# Assigned task
Find every line in the records below that holds the word "Fails" and copy it.

# Source information

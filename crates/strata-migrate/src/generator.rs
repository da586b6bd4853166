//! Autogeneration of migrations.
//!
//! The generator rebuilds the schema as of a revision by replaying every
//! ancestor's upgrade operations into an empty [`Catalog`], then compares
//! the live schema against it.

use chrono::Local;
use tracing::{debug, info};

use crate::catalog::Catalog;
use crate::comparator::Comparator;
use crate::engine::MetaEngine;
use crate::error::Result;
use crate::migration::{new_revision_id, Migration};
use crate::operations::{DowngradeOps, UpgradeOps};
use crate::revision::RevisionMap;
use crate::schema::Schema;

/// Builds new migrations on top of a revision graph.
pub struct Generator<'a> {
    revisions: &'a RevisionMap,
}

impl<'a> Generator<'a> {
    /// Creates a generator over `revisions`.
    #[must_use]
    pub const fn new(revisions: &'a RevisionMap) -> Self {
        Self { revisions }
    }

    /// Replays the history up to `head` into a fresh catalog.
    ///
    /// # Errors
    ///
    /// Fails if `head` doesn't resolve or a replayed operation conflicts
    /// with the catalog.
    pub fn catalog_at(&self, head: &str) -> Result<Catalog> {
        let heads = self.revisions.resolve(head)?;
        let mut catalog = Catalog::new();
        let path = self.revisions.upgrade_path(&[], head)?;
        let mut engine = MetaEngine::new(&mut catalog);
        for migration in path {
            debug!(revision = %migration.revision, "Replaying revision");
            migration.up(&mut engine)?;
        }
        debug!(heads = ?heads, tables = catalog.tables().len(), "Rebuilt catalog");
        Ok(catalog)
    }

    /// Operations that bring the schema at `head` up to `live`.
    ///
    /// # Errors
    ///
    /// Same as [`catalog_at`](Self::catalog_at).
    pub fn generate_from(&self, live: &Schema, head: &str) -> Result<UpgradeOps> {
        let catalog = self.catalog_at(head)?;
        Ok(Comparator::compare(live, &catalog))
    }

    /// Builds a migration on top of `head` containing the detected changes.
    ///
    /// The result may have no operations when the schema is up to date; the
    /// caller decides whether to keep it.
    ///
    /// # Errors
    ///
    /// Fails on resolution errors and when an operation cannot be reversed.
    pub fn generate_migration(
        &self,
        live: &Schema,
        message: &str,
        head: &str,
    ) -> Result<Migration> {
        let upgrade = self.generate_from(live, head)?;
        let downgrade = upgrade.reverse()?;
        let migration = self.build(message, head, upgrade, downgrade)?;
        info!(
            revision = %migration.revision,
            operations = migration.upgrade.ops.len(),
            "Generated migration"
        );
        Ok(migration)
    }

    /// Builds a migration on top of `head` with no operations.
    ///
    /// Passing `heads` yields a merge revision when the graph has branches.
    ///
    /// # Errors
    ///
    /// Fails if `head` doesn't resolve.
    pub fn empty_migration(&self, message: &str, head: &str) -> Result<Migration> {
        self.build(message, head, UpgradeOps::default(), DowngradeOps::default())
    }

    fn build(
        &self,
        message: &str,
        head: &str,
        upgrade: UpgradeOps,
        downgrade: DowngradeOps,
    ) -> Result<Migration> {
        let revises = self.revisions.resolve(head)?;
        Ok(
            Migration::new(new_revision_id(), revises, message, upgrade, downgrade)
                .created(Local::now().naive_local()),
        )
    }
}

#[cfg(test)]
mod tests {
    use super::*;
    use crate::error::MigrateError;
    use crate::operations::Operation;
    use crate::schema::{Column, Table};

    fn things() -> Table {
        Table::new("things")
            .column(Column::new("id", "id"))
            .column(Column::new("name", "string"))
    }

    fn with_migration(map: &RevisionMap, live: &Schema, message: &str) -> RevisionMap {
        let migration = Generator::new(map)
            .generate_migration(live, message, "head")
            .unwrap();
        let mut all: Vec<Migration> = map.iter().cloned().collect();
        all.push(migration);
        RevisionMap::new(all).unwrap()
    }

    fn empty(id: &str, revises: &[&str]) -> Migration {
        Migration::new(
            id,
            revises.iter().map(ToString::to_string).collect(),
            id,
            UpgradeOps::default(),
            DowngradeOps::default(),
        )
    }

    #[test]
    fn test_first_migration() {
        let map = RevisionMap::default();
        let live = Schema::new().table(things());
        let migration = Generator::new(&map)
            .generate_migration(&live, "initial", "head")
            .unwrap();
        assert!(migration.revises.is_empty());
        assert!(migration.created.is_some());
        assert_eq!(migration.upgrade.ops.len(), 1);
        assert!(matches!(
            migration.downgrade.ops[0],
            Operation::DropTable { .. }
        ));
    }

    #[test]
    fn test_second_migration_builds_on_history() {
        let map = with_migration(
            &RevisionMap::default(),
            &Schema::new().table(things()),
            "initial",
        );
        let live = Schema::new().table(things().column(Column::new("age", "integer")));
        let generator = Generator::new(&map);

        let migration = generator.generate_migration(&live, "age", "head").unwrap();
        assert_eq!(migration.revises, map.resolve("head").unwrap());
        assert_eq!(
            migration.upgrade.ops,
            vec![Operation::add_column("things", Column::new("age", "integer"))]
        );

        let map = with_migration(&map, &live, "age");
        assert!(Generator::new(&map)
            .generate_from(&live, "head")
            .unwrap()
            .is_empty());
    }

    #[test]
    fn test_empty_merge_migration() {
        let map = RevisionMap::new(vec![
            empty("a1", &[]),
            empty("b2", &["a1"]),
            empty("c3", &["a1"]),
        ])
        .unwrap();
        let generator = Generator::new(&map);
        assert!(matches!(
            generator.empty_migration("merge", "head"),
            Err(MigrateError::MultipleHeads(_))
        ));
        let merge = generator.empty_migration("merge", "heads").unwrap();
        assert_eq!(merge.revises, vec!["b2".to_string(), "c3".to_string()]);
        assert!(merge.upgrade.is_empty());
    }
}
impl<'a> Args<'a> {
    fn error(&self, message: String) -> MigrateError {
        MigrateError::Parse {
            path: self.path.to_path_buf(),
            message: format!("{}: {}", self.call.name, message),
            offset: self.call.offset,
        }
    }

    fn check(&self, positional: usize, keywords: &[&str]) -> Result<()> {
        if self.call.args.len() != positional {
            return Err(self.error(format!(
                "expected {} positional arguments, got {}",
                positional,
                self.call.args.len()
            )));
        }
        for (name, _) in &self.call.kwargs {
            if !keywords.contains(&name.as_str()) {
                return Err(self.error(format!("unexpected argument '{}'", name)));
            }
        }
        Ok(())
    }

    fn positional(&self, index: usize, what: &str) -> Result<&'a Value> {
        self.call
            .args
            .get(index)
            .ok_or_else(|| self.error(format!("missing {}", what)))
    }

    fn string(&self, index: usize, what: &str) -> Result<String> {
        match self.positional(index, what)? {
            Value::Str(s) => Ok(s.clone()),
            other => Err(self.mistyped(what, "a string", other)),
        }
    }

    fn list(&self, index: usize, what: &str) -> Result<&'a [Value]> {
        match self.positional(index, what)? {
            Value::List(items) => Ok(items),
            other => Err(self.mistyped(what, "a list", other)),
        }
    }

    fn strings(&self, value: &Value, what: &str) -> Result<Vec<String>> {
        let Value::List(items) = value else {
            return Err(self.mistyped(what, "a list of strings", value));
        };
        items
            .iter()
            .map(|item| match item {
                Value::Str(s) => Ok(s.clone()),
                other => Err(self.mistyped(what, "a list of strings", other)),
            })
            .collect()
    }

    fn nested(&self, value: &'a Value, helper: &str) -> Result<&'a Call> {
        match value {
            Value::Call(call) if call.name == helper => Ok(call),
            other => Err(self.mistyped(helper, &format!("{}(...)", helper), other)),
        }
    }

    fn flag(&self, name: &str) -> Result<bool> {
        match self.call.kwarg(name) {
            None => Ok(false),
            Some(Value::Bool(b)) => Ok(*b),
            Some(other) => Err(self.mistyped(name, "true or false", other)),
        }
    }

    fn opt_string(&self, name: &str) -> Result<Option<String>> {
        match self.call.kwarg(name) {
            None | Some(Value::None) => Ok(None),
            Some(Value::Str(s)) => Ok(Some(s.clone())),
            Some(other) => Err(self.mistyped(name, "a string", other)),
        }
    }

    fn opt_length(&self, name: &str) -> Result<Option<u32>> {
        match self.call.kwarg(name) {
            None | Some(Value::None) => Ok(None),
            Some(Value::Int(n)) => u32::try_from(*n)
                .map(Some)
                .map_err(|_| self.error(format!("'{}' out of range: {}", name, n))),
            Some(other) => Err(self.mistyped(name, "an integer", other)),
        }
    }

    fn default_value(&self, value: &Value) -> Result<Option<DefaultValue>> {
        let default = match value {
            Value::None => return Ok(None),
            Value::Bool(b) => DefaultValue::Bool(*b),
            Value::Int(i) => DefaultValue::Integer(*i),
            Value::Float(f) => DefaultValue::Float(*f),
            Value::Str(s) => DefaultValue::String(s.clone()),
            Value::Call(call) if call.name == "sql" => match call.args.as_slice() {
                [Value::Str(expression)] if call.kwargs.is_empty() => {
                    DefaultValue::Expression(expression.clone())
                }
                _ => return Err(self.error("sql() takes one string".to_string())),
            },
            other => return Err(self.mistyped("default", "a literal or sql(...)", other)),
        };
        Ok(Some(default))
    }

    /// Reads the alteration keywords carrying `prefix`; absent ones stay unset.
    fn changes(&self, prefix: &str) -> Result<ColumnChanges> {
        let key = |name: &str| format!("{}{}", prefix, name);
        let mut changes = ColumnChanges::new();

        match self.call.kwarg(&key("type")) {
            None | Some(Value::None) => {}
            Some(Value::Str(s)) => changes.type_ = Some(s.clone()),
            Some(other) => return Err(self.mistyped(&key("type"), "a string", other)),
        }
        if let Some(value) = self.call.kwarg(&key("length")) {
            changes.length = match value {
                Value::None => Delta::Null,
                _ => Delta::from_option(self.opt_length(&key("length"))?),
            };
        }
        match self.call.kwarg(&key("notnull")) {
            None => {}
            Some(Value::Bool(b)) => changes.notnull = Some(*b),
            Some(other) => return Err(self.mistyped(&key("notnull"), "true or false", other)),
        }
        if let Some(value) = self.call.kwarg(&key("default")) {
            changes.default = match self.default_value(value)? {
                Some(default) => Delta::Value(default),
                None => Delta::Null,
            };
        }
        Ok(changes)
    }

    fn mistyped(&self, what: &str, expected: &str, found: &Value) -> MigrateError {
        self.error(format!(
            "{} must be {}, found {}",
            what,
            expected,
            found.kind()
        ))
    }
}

# Task solution
    /// Fails if `head` doesn't resolve or a replayed operation conflicts
    /// Fails on resolution errors and when an operation cannot be reversed.
    /// Fails if `head` doesn't resolve.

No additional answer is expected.